== WHAT YOU SHOULD DO ==
In exact form, set down only those lines of the material that run from its first line to the line with "let length = sequence.len();", inclusive.

== SUPPLIED RECORDS ==
use std::error::Error;
use std::fmt::{Display, Formatter};
use std::ops::Range;

use crate::pg_index::PgIndex;
use crate::reads::{reverse_complement_in_place, IndexMapping, PackedReadsSet};

/// Assembled reference string.
///
/// Holds one symbol per byte. The logical sequence is followed by
/// `read_length` guard symbols so that a read window starting at any logical
/// position can be taken without bounds juggling.
#[derive(Debug, Clone, Eq, PartialEq)]
pub struct PseudoGenome {
    sequence: Vec<u8>,
    length: usize,
    read_length: usize,
}

impl PseudoGenome {
    #[must_use]
    pub fn new(mut sequence: Vec<u8>, read_length: usize, guard_symbol: u8) -> Self {
        let length = sequence.len();
        sequence.resize(length + read_length, guard_symbol);

        Self {
            sequence,
            length,
            read_length,
        }
    }

    /// Logical length (guard excluded).
    #[inline]
    #[must_use]
    pub fn len(&self) -> usize {
        self.length
    }

    #[inline]
    #[must_use]
    pub fn is_empty(&self) -> bool {
        self.length == 0
    }

    #[must_use]
    pub fn read_length(&self) -> usize {
        self.read_length
    }

    #[inline]
    #[must_use]
    pub fn sequence(&self) -> &[u8] {
        &self.sequence[..self.length]
    }

    /// Sequence including the guard symbols.
    #[must_use]
    pub fn padded_sequence(&self) -> &[u8] {
        &self.sequence
    }

    /// Returns `length` symbols starting at `pos`.
    ///
    /// # Panics
    /// Panics if the window reaches past the guard padding.
    #[inline]
    #[must_use]
    pub fn window(&self, pos: usize, length: usize) -> &[u8] {
        assert!(
            pos + length <= self.sequence.len(),
            "Pseudogenome window {}..{} out of bounds (padded length: {})",
            pos,
            pos + length,
            self.sequence.len()
        );
        &self.sequence[pos..pos + length]
    }

    #[must_use]
    pub fn into_sequence(self) -> Vec<u8> {
        let mut sequence = self.sequence;
        sequence.truncate(self.length);
        sequence
    }
}

/// Single symbol differing between a read and its pseudogenome window.
#[derive(Debug, Copy, Clone, Eq, PartialEq, Ord, PartialOrd, Hash)]
pub struct Mismatch {
    /// Offset within the pseudogenome window.
    pub offset: u16,
    /// Symbol of the (oriented) read at that offset.
    pub symbol: u8,
}

impl Mismatch {
    #[must_use]
    pub fn new(offset: u16, symbol: u8) -> Self {
        Self { offset, symbol }
    }
}

/// Placement of one read inside a pseudogenome.
#[derive(Debug, Copy, Clone, Eq, PartialEq)]
pub struct ReadListEntry<P> {
    pub position: P,
    pub original_index: u32,
    pub reverse_complement: bool,
    mismatches_start: u32,
    mismatches_len: u16,
}

impl<P: PgIndex> ReadListEntry<P> {
    #[must_use]
    pub fn new(position: P, original_index: u32) -> Self {
        Self {
            position,
            original_index,
            reverse_complement: false,
            mismatches_start: 0,
            mismatches_len: 0,
        }
    }

    #[must_use]
    pub fn mismatch_count(&self) -> usize {
        self.mismatches_len as usize
    }

    fn mismatch_range(&self) -> Range<usize> {
        let start = self.mismatches_start as usize;
        start..start + self.mismatches_len as usize
    }
}

/// Error found when checking a read list against its reads.
#[derive(Debug, Clone, Eq, PartialEq)]
pub enum ReadListError {
    /// Number of entries differs from the number of reads.
    ReadCountMismatch(usize, usize),
    /// The entry points to a read index outside of the reads set.
    IndexOutOfRange(u32),
    /// The entry does not restore its read.
    ReadMismatch { entry: usize, original_index: u32 },
}

impl Display for ReadListError {
    fn fmt(&self, f: &mut Formatter<'_>) -> std::fmt::Result {
        match self {
            ReadListError::ReadCountMismatch(entries, reads) => write!(
                f,
                "Read count mismatch (entries: {}, reads: {})",
                entries, reads
            ),
            ReadListError::IndexOutOfRange(index) => {
                write!(f, "Read index out of range: {}", index)
            }
            ReadListError::ReadMismatch {
                entry,
                original_index,
            } => write!(
                f,
                "Entry #{} does not restore read #{}",
                entry, original_index
            ),
        }
    }
}

impl Error for ReadListError {}

/// Placements of reads inside a pseudogenome, ordered by position.
#[derive(Debug, Clone, Eq, PartialEq)]
pub struct ReadList<P> {
    read_length: usize,
    entries: Vec<ReadListEntry<P>>,
    mismatches: Vec<Mismatch>,
}

impl<P: PgIndex> ReadList<P> {
    #[must_use]
    pub fn read_length(&self) -> usize {
        self.read_length
    }

    #[must_use]
    pub fn entries(&self) -> &[ReadListEntry<P>] {
        &self.entries
    }

    #[must_use]
    pub fn len(&self) -> usize {
        self.entries.len()
    }

    #[must_use]
    pub fn is_empty(&self) -> bool {
        self.entries.is_empty()
    }

    #[must_use]
    pub fn mismatches(&self, entry: &ReadListEntry<P>) -> &[Mismatch] {
        &self.mismatches[entry.mismatch_range()]
    }

    #[must_use]
    pub fn total_mismatches(&self) -> usize {
        self.mismatches.len()
    }

    pub fn iter(&self) -> impl Iterator<Item = (&ReadListEntry<P>, &[Mismatch])> + '_ {
        self.entries
            .iter()
            .map(move |entry| (entry, self.mismatches(entry)))
    }

    /// Positions stored as deltas from the previous entry.
    pub fn offsets(&self) -> impl Iterator<Item = usize> + '_ {
        let mut previous = 0;
        self.entries.iter().map(move |entry| {
            let position = entry.position.to_usize();
            let offset = position - previous;
            previous = position;
            offset
        })
    }

    #[must_use]
    pub fn restore_read(&self, pg: &PseudoGenome, entry: &ReadListEntry<P>) -> Vec<u8> {
        let mut read = pg
            .window(entry.position.to_usize(), self.read_length)
            .to_vec();
        for mismatch in self.mismatches(entry) {
            read[mismatch.offset as usize] = mismatch.symbol;
        }
        if entry.reverse_complement {
            reverse_complement_in_place(&mut read);
        }
        read
    }

    /// Checks that every entry restores its read.
    ///
    /// With `mapping`, entries hold indices of the set `reads` was compacted
    /// from.
    pub fn check_reads(
        &self,
        pg: &PseudoGenome,
        reads: &PackedReadsSet,
        mapping: Option<&IndexMapping>,
    ) -> Result<(), ReadListError> {
        if self.len() != reads.len() {
            return Err(ReadListError::ReadCountMismatch(self.len(), reads.len()));
        }

        let mut read_for_original = std::collections::HashMap::with_capacity(reads.len());
        for index in 0..reads.len() {
            let original = mapping.map_or(index as u32, |mapping| mapping.original_index(index));
            read_for_original.insert(original, index);
        }

        for (entry_index, entry) in self.entries.iter().enumerate() {
            let read_index = *read_for_original
                .get(&entry.original_index)
                .ok_or(ReadListError::IndexOutOfRange(entry.original_index))?;
            if self.restore_read(pg, entry) != reads.read_bytes(read_index) {
                return Err(ReadListError::ReadMismatch {
                    entry: entry_index,
                    original_index: entry.original_index,
                });
            }
        }

        Ok(())
    }
}

#[derive(Debug, Clone)]
pub struct ReadListBuilder<P> {
    read_length: usize,
    entries: Vec<ReadListEntry<P>>,
    mismatches: Vec<Mismatch>,
}

impl<P: PgIndex> ReadListBuilder<P> {
    #[must_use]
    pub fn new(read_length: usize) -> Self {
        Self {
            read_length,
            entries: Vec::new(),
            mismatches: Vec::new(),
        }
    }

    #[must_use]
    pub fn with_capacity(read_length: usize, capacity: usize) -> Self {
        Self {
            read_length,
            entries: Vec::with_capacity(capacity),
            mismatches: Vec::new(),
        }
    }

    pub fn push(&mut self, position: P, original_index: u32) -> &mut Self {
        self.entries
            .push(ReadListEntry::new(position, original_index));
        self
    }

    pub fn push_matched(
        &mut self,
        position: P,
        original_index: u32,
        reverse_complement: bool,
        mismatches: &[Mismatch],
    ) -> &mut Self {
        let mut entry = ReadListEntry::new(position, original_index);
        entry.reverse_complement = reverse_complement;
        entry.mismatches_start = self.mismatches.len() as u32;
        entry.mismatches_len = mismatches.len() as u16;
        self.mismatches.extend_from_slice(mismatches);
        self.entries.push(entry);
        self
    }

    #[must_use]
    pub fn len(&self) -> usize {
        self.entries.len()
    }

    #[must_use]
    pub fn is_empty(&self) -> bool {
        self.entries.is_empty()
    }

    /// Sorts the entries by position (ties by original index).
    #[must_use]
    pub fn build(mut self) -> ReadList<P> {
        self.entries
            .sort_unstable_by_key(|entry| (entry.position, entry.original_index));

        ReadList {
            read_length: self.read_length,
            entries: self.entries,
            mismatches: self.mismatches,
        }
    }
}

#[cfg(test)]
mod tests {
    use crate::pseudogenome::{Mismatch, PseudoGenome, ReadListBuilder, ReadListError};
    use crate::reads::PackedReadsSet;

    #[test]
    fn test_guard_padding() {
        let pg = PseudoGenome::new(b"ACGTACGTTT".to_vec(), 8, b'T');

        assert_eq!(pg.len(), 10);
        assert_eq!(pg.sequence(), b"ACGTACGTTT");
        assert_eq!(pg.padded_sequence().len(), 18);
        assert_eq!(pg.window(9, 3), b"TTT");
        assert_eq!(pg.into_sequence(), b"ACGTACGTTT");
    }

    #[test]
    #[should_panic(expected = "out of bounds")]
    fn test_window_out_of_bounds() {
        let pg = PseudoGenome::new(b"ACGT".to_vec(), 2, b'T');
        let _ = pg.window(5, 2);
    }

    #[test]
    fn test_build_sorts_entries() {
        let mut builder = ReadListBuilder::<u32>::new(4);
        builder.push(6, 2).push(0, 1).push(6, 0);
        let list = builder.build();

        let order: Vec<(u32, u32)> = list
            .entries()
            .iter()
            .map(|entry| (entry.position, entry.original_index))
            .collect();
        assert_eq!(order, vec![(0, 1), (6, 0), (6, 2)]);
        assert_eq!(list.offsets().collect::<Vec<_>>(), vec![0, 6, 0]);
    }

    #[test]
    fn test_restore_with_mismatches_and_reverse_complement() {
        let pg = PseudoGenome::new(b"AACCGGTT".to_vec(), 4, b'T');
        let mut builder = ReadListBuilder::<u64>::new(4);
        // Window "CCGG" patched to "CAGG", reverse complement "CCTG".
        builder.push_matched(2, 0, true, &[Mismatch::new(1, b'A')]);
        builder.push(0, 1);
        let list = builder.build();

        let reads = PackedReadsSet::from_reads(&["CCTG", "AACC"]).unwrap();
        let entry = list.entries()[1];
        assert_eq!(list.restore_read(&pg, &entry), b"CCTG");
        assert_eq!(list.total_mismatches(), 1);
        list.check_reads(&pg, &reads, None).unwrap();
    }

    #[test]
    fn test_check_reads_errors() {
        let pg = PseudoGenome::new(b"AACCGGTT".to_vec(), 4, b'T');
        let reads = PackedReadsSet::from_reads(&["AACC", "GGTT"]).unwrap();

        let mut builder = ReadListBuilder::<u32>::new(4);
        builder.push(0, 0);
        assert_eq!(
            builder.build().check_reads(&pg, &reads, None),
            Err(ReadListError::ReadCountMismatch(1, 2))
        );

        let mut builder = ReadListBuilder::<u32>::new(4);
        builder.push(0, 0).push(3, 1);
        assert_eq!(
            builder.build().check_reads(&pg, &reads, None),
            Err(ReadListError::ReadMismatch {
                entry: 1,
                original_index: 1
            })
        );
    }
}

== TASK RESULT ==
use std::error::Error;
use std::fmt::{Display, Formatter};
use std::ops::Range;

use crate::pg_index::PgIndex;
use crate::reads::{reverse_complement_in_place, IndexMapping, PackedReadsSet};

/// Assembled reference string.
///
/// Holds one symbol per byte. The logical sequence is followed by
/// `read_length` guard symbols so that a read window starting at any logical
/// position can be taken without bounds juggling.
#[derive(Debug, Clone, Eq, PartialEq)]
pub struct PseudoGenome {
    sequence: Vec<u8>,
    length: usize,
    read_length: usize,
}

impl PseudoGenome {
    #[must_use]
    pub fn new(mut sequence: Vec<u8>, read_length: usize, guard_symbol: u8) -> Self {
        let length = sequence.len();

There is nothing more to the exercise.